===== Input data =====

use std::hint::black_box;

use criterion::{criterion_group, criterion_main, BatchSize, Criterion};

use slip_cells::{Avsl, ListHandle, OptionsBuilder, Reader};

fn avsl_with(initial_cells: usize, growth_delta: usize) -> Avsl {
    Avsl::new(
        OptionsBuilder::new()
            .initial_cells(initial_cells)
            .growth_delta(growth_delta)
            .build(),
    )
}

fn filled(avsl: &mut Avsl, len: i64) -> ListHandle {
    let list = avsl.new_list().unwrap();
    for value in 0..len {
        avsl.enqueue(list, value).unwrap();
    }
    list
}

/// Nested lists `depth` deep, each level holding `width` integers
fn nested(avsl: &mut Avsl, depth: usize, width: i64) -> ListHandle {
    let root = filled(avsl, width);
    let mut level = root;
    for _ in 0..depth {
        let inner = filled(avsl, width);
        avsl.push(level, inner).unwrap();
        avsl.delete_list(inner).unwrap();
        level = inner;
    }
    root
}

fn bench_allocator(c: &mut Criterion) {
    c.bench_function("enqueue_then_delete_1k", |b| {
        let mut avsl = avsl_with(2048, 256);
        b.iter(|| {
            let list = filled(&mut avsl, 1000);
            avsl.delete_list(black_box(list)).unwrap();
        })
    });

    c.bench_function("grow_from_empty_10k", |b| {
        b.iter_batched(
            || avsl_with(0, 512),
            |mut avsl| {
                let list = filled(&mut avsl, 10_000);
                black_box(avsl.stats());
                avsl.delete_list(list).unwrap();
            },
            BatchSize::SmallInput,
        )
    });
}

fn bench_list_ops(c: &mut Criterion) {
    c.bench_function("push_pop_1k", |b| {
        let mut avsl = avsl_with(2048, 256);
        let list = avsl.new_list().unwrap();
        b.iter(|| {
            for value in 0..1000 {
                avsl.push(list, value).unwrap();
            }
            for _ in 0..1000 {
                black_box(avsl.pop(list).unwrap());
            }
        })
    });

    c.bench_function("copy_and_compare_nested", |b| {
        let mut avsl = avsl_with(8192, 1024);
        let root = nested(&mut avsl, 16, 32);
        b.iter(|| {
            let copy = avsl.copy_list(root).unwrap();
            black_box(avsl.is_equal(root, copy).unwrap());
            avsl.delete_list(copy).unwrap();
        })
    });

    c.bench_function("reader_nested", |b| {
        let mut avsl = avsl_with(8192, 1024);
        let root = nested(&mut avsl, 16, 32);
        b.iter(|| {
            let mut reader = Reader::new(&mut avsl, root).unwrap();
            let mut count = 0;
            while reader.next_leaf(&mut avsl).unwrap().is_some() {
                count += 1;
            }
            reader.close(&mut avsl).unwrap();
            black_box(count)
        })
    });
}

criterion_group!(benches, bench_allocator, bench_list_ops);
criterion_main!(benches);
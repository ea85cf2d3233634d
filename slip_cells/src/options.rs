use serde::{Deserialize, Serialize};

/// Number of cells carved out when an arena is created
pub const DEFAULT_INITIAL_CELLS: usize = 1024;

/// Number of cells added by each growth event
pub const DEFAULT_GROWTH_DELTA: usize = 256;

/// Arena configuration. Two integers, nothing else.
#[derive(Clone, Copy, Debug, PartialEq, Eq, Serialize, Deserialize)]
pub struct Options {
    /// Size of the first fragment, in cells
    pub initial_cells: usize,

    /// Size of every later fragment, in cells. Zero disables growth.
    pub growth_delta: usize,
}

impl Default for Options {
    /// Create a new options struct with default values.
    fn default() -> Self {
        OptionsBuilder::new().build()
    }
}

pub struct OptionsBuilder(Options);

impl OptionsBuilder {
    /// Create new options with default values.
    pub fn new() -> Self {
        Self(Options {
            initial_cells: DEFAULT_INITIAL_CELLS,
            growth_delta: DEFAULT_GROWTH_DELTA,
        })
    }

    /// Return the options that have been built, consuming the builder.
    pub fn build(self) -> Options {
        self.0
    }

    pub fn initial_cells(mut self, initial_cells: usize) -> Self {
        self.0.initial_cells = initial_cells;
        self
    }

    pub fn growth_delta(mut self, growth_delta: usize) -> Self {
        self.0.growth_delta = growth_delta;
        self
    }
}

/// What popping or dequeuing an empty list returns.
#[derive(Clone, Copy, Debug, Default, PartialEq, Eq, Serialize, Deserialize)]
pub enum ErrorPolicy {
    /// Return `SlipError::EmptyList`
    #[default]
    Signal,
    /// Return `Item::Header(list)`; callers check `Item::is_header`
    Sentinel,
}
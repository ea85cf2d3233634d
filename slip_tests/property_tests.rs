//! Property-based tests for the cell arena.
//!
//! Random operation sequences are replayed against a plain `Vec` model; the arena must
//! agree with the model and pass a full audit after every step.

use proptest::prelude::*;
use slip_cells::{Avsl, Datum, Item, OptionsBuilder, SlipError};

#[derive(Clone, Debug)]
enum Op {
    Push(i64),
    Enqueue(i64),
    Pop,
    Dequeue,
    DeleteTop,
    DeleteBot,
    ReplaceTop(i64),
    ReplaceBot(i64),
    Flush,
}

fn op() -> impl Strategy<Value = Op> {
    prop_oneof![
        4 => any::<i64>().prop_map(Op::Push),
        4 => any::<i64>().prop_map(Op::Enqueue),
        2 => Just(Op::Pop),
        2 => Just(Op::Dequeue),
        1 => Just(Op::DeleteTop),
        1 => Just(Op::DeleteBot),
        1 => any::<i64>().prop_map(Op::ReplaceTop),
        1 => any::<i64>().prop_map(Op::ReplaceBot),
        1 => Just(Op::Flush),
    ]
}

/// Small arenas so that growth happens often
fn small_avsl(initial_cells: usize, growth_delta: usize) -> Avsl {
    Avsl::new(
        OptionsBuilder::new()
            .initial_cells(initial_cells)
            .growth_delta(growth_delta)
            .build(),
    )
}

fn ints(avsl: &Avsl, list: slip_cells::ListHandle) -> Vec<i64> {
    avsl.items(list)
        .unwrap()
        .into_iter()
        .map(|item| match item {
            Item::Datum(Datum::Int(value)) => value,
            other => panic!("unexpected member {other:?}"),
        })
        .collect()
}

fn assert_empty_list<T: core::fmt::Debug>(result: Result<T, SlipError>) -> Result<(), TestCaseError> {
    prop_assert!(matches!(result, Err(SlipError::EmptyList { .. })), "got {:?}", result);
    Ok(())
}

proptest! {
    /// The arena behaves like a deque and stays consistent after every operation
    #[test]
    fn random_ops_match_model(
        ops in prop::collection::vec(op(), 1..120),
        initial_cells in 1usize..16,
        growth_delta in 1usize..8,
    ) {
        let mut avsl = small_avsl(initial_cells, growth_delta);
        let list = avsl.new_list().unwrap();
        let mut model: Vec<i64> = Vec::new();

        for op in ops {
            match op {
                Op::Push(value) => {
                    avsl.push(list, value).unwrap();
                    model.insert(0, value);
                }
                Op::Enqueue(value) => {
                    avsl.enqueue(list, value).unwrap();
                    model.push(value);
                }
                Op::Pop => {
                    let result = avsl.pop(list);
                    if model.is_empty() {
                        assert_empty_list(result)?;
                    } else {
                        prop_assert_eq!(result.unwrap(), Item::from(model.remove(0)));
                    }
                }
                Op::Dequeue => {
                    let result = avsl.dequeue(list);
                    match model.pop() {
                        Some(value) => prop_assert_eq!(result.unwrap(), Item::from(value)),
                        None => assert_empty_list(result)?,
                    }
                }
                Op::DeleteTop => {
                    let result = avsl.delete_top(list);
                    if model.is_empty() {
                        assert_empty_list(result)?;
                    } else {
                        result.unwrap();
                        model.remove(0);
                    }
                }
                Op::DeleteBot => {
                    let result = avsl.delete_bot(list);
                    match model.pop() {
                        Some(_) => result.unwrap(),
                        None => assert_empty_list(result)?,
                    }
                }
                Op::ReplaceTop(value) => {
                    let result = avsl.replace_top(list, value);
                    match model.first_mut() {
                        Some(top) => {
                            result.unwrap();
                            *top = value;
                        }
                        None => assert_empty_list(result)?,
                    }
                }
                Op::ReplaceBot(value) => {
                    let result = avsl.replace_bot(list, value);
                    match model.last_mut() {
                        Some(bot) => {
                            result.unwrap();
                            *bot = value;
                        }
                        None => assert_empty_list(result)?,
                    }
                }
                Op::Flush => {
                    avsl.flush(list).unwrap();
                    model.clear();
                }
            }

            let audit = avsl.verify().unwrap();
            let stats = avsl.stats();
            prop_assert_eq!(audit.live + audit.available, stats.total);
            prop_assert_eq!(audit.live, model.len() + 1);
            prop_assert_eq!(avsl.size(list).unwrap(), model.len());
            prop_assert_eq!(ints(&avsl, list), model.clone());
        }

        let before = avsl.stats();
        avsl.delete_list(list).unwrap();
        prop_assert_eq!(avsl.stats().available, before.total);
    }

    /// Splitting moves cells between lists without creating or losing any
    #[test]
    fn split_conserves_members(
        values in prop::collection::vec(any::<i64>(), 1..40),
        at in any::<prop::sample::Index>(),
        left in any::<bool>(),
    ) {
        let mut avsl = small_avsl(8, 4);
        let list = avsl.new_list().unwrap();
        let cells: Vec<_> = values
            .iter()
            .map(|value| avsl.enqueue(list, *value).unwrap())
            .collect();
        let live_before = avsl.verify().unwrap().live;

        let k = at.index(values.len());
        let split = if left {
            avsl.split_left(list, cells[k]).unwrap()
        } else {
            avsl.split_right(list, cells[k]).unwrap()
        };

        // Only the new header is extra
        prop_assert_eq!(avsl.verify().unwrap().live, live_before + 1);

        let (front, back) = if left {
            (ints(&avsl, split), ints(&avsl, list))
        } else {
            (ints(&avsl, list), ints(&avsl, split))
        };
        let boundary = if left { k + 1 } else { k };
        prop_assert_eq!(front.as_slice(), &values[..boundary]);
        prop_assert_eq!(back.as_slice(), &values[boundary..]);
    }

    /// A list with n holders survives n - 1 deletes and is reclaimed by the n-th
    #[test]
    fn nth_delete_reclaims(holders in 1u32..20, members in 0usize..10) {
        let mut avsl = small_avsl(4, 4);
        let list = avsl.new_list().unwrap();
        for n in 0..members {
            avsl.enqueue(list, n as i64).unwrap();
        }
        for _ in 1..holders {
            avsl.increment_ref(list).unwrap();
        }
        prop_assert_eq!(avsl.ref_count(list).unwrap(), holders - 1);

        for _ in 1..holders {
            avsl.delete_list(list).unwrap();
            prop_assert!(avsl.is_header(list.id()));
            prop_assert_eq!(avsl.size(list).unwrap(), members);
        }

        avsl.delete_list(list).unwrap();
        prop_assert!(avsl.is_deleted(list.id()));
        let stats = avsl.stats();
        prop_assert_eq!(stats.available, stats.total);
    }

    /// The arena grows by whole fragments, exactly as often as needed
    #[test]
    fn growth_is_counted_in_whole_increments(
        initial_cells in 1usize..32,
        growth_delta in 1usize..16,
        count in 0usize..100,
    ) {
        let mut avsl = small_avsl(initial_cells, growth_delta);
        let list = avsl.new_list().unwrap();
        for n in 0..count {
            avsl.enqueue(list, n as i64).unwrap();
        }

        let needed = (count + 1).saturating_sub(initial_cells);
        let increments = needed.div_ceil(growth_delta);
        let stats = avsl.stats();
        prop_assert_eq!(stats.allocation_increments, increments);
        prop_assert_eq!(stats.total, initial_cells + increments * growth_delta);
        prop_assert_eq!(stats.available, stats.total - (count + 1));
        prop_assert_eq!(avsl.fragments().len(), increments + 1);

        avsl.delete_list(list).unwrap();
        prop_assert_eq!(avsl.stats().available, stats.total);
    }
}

=====

# Work instruction
Identify how many lines in the entries above include the string "after", then state that number alone.

# Task result
2